# [Collected data]
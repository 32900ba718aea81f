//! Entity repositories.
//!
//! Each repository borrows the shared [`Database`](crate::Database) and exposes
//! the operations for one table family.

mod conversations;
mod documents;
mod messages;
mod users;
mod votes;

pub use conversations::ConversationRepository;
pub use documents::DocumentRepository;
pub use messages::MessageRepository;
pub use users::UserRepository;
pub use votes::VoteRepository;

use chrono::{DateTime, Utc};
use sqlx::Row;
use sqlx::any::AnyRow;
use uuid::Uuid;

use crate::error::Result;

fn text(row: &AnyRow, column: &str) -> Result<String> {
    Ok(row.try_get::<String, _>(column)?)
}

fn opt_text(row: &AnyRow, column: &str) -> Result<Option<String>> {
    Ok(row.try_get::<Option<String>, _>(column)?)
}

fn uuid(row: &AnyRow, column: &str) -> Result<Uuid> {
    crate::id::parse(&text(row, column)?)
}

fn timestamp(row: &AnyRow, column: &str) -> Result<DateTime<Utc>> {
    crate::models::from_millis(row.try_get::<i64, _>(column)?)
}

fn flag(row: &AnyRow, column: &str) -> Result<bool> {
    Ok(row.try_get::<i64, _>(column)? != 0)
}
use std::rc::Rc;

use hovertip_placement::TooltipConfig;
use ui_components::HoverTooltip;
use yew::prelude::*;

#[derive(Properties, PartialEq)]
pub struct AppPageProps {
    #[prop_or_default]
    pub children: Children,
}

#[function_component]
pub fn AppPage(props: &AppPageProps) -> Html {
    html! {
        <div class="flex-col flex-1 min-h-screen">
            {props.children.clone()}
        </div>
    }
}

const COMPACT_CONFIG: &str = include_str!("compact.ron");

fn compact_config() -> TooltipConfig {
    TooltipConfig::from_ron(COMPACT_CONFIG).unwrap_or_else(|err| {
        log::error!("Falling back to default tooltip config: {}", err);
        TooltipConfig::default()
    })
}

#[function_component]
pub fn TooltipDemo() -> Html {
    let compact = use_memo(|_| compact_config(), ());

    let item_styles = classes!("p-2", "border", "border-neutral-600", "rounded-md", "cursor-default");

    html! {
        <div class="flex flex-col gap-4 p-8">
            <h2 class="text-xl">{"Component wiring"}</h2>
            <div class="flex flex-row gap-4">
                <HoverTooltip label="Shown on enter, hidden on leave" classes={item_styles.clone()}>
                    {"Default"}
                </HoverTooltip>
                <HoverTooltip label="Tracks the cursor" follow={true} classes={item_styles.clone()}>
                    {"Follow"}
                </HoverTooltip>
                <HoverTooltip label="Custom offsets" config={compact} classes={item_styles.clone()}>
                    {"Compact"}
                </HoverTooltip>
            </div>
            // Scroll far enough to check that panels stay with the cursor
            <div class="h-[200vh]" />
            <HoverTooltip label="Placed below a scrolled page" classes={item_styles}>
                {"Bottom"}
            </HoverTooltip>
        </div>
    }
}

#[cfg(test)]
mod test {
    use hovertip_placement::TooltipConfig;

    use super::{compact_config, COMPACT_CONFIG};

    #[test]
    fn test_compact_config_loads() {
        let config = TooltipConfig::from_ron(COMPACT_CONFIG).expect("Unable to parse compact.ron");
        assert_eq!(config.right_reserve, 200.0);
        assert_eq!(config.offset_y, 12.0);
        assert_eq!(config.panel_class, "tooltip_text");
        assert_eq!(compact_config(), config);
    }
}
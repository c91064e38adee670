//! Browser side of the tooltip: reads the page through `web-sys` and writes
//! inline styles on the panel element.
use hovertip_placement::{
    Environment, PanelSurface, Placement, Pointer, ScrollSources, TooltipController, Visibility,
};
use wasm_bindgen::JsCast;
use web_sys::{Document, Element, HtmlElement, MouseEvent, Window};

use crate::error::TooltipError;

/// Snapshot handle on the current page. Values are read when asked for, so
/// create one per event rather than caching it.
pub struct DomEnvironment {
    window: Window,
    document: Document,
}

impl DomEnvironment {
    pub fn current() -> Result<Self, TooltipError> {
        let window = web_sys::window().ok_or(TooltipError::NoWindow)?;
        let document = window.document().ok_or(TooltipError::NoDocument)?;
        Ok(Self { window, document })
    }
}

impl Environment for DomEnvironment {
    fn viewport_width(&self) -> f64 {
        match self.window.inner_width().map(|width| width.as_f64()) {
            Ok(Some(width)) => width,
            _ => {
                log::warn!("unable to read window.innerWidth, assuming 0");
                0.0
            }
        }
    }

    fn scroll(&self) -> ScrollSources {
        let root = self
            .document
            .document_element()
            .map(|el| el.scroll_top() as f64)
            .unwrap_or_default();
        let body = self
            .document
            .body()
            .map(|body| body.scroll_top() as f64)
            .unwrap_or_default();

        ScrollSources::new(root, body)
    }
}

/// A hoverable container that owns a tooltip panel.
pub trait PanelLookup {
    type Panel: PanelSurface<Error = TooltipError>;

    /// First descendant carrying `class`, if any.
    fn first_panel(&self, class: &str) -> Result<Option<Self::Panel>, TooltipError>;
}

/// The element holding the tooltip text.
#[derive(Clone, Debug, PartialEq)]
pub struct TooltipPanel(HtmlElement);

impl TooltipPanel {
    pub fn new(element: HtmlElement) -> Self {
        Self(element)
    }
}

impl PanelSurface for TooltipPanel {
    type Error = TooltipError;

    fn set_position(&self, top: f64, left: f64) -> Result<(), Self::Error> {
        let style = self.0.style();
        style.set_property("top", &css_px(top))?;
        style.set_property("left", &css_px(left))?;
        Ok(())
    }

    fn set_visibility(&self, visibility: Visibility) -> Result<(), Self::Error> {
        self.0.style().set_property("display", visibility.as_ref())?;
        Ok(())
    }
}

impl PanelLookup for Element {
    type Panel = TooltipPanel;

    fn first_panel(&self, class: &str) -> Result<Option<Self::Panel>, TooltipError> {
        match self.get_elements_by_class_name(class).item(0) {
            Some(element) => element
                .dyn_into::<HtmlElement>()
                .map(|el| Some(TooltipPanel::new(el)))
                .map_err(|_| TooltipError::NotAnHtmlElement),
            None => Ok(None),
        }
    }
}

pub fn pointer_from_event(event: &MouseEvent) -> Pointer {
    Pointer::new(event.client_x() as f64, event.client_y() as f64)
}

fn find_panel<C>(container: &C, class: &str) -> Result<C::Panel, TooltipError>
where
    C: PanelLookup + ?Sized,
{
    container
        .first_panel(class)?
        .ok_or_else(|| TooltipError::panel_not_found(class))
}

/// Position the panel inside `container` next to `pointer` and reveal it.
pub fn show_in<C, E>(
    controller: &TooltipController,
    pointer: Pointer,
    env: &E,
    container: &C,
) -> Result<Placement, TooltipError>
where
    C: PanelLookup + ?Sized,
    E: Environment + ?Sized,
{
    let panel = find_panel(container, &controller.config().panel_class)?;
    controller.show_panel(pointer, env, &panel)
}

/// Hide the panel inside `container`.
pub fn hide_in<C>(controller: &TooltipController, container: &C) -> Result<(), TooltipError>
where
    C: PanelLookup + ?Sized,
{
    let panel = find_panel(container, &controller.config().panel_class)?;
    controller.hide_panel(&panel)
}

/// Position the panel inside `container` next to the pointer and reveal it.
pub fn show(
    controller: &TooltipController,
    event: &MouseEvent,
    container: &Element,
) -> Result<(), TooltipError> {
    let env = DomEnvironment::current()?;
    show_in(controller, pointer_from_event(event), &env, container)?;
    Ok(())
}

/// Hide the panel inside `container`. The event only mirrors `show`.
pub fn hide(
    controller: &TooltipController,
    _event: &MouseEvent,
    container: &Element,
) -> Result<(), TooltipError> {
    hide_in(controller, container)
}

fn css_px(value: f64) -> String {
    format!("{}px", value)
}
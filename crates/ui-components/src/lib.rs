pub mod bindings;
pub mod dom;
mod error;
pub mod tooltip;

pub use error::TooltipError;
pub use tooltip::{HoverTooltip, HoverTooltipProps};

# [Problem details]
Transcribe all of the data exactly, leaving no line out.

# [Exercise result]
repository 32900ba718aea81f
//! Entity repositories.
//!
//! Each repository borrows the shared [`Database`](crate::Database) and exposes
//! the operations for one table family.

mod conversations;
mod documents;
mod messages;
mod users;
mod votes;

pub use conversations::ConversationRepository;
pub use documents::DocumentRepository;
pub use messages::MessageRepository;
pub use users::UserRepository;
pub use votes::VoteRepository;

use chrono::{DateTime, Utc};
use sqlx::Row;
use sqlx::any::AnyRow;
use uuid::Uuid;

use crate::error::Result;

fn text(row: &AnyRow, column: &str) -> Result<String> {
    Ok(row.try_get::<String, _>(column)?)
}

fn opt_text(row: &AnyRow, column: &str) -> Result<Option<String>> {
    Ok(row.try_get::<Option<String>, _>(column)?)
}

fn uuid(row: &AnyRow, column: &str) -> Result<Uuid> {
    crate::id::parse(&text(row, column)?)
}

fn timestamp(row: &AnyRow, column: &str) -> Result<DateTime<Utc>> {
    crate::models::from_millis(row.try_get::<i64, _>(column)?)
}

fn flag(row: &AnyRow, column: &str) -> Result<bool> {
    Ok(row.try_get::<i64, _>(column)? != 0)
}
use std::rc::Rc;

use hovertip_placement::TooltipConfig;
use ui_components::HoverTooltip;
use yew::prelude::*;

#[derive(Properties, PartialEq)]
pub struct AppPageProps {
    #[prop_or_default]
    pub children: Children,
}

#[function_component]
pub fn AppPage(props: &AppPageProps) -> Html {
    html! {
        <div class="flex-col flex-1 min-h-screen">
            {props.children.clone()}
        </div>
    }
}

const COMPACT_CONFIG: &str = include_str!("compact.ron");

fn compact_config() -> TooltipConfig {
    TooltipConfig::from_ron(COMPACT_CONFIG).unwrap_or_else(|err| {
        log::error!("Falling back to default tooltip config: {}", err);
        TooltipConfig::default()
    })
}

#[function_component]
pub fn TooltipDemo() -> Html {
    let compact = use_memo(|_| compact_config(), ());

    let item_styles = classes!("p-2", "border", "border-neutral-600", "rounded-md", "cursor-default");

    html! {
        <div class="flex flex-col gap-4 p-8">
            <h2 class="text-xl">{"Component wiring"}</h2>
            <div class="flex flex-row gap-4">
                <HoverTooltip label="Shown on enter, hidden on leave" classes={item_styles.clone()}>
                    {"Default"}
                </HoverTooltip>
                <HoverTooltip label="Tracks the cursor" follow={true} classes={item_styles.clone()}>
                    {"Follow"}
                </HoverTooltip>
                <HoverTooltip label="Custom offsets" config={compact} classes={item_styles.clone()}>
                    {"Compact"}
                </HoverTooltip>
            </div>
            // Scroll far enough to check that panels stay with the cursor
            <div class="h-[200vh]" />
            <HoverTooltip label="Placed below a scrolled page" classes={item_styles}>
                {"Bottom"}
            </HoverTooltip>
        </div>
    }
}

#[cfg(test)]
mod test {
    use hovertip_placement::TooltipConfig;

    use super::{compact_config, COMPACT_CONFIG};

    #[test]
    fn test_compact_config_loads() {
        let config = TooltipConfig::from_ron(COMPACT_CONFIG).expect("Unable to parse compact.ron");
        assert_eq!(config.right_reserve, 200.0);
        assert_eq!(config.offset_y, 12.0);
        assert_eq!(config.panel_class, "tooltip_text");
        assert_eq!(compact_config(), config);
    }
}
repository c91064e38adee670
//! Browser side of the tooltip: reads the page through `web-sys` and writes
//! inline styles on the panel element.
use hovertip_placement::{
    Environment, PanelSurface, Placement, Pointer, ScrollSources, TooltipController, Visibility,
};
use wasm_bindgen::JsCast;
use web_sys::{Document, Element, HtmlElement, MouseEvent, Window};

use crate::error::TooltipError;

/// Snapshot handle on the current page. Values are read when asked for, so
/// create one per event rather than caching it.
pub struct DomEnvironment {
    window: Window,
    document: Document,
}

impl DomEnvironment {
    pub fn current() -> Result<Self, TooltipError> {
        let window = web_sys::window().ok_or(TooltipError::NoWindow)?;
        let document = window.document().ok_or(TooltipError::NoDocument)?;
        Ok(Self { window, document })
    }
}

impl Environment for DomEnvironment {
    fn viewport_width(&self) -> f64 {
        match self.window.inner_width().map(|width| width.as_f64()) {
            Ok(Some(width)) => width,
            _ => {
                log::warn!("unable to read window.innerWidth, assuming 0");
                0.0
            }
        }
    }

    fn scroll(&self) -> ScrollSources {
        let root = self
            .document
            .document_element()
            .map(|el| el.scroll_top() as f64)
            .unwrap_or_default();
        let body = self
            .document
            .body()
            .map(|body| body.scroll_top() as f64)
            .unwrap_or_default();

        ScrollSources::new(root, body)
    }
}

/// A hoverable container that owns a tooltip panel.
pub trait PanelLookup {
    type Panel: PanelSurface<Error = TooltipError>;

    /// First descendant carrying `class`, if any.
    fn first_panel(&self, class: &str) -> Result<Option<Self::Panel>, TooltipError>;
}

/// The element holding the tooltip text.
#[derive(Clone, Debug, PartialEq)]
pub struct TooltipPanel(HtmlElement);

impl TooltipPanel {
    pub fn new(element: HtmlElement) -> Self {
        Self(element)
    }
}

impl PanelSurface for TooltipPanel {
    type Error = TooltipError;

    fn set_position(&self, top: f64, left: f64) -> Result<(), Self::Error> {
        let style = self.0.style();
        style.set_property("top", &css_px(top))?;
        style.set_property("left", &css_px(left))?;
        Ok(())
    }

    fn set_visibility(&self, visibility: Visibility) -> Result<(), Self::Error> {
        self.0.style().set_property("display", visibility.as_ref())?;
        Ok(())
    }
}

impl PanelLookup for Element {
    type Panel = TooltipPanel;

    fn first_panel(&self, class: &str) -> Result<Option<Self::Panel>, TooltipError> {
        match self.get_elements_by_class_name(class).item(0) {
            Some(element) => element
                .dyn_into::<HtmlElement>()
                .map(|el| Some(TooltipPanel::new(el)))
                .map_err(|_| TooltipError::NotAnHtmlElement),
            None => Ok(None),
        }
    }
}

pub fn pointer_from_event(event: &MouseEvent) -> Pointer {
    Pointer::new(event.client_x() as f64, event.client_y() as f64)
}

fn find_panel<C>(container: &C, class: &str) -> Result<C::Panel, TooltipError>
where
    C: PanelLookup + ?Sized,
{
    container
        .first_panel(class)?
        .ok_or_else(|| TooltipError::panel_not_found(class))
}

/// Position the panel inside `container` next to `pointer` and reveal it.
pub fn show_in<C, E>(
    controller: &TooltipController,
    pointer: Pointer,
    env: &E,
    container: &C,
) -> Result<Placement, TooltipError>
where
    C: PanelLookup + ?Sized,
    E: Environment + ?Sized,
{
    let panel = find_panel(container, &controller.config().panel_class)?;
    controller.show_panel(pointer, env, &panel)
}

/// Hide the panel inside `container`.
pub fn hide_in<C>(controller: &TooltipController, container: &C) -> Result<(), TooltipError>
where
    C: PanelLookup + ?Sized,
{
    let panel = find_panel(container, &controller.config().panel_class)?;
    controller.hide_panel(&panel)
}

/// Position the panel inside `container` next to the pointer and reveal it.
pub fn show(
    controller: &TooltipController,
    event: &MouseEvent,
    container: &Element,
) -> Result<(), TooltipError> {
    let env = DomEnvironment::current()?;
    show_in(controller, pointer_from_event(event), &env, container)?;
    Ok(())
}

/// Hide the panel inside `container`. The event only mirrors `show`.
pub fn hide(
    controller: &TooltipController,
    _event: &MouseEvent,
    container: &Element,
) -> Result<(), TooltipError> {
    hide_in(controller, container)
}

fn css_px(value: f64) -> String {
    format!("{}px", value)
}
filename crates/ui-components/src/lib.rs
pub mod bindings;
pub mod dom;
mod error;
pub mod tooltip;

pub use error::TooltipError;
pub use tooltip::{HoverTooltip, HoverTooltipProps};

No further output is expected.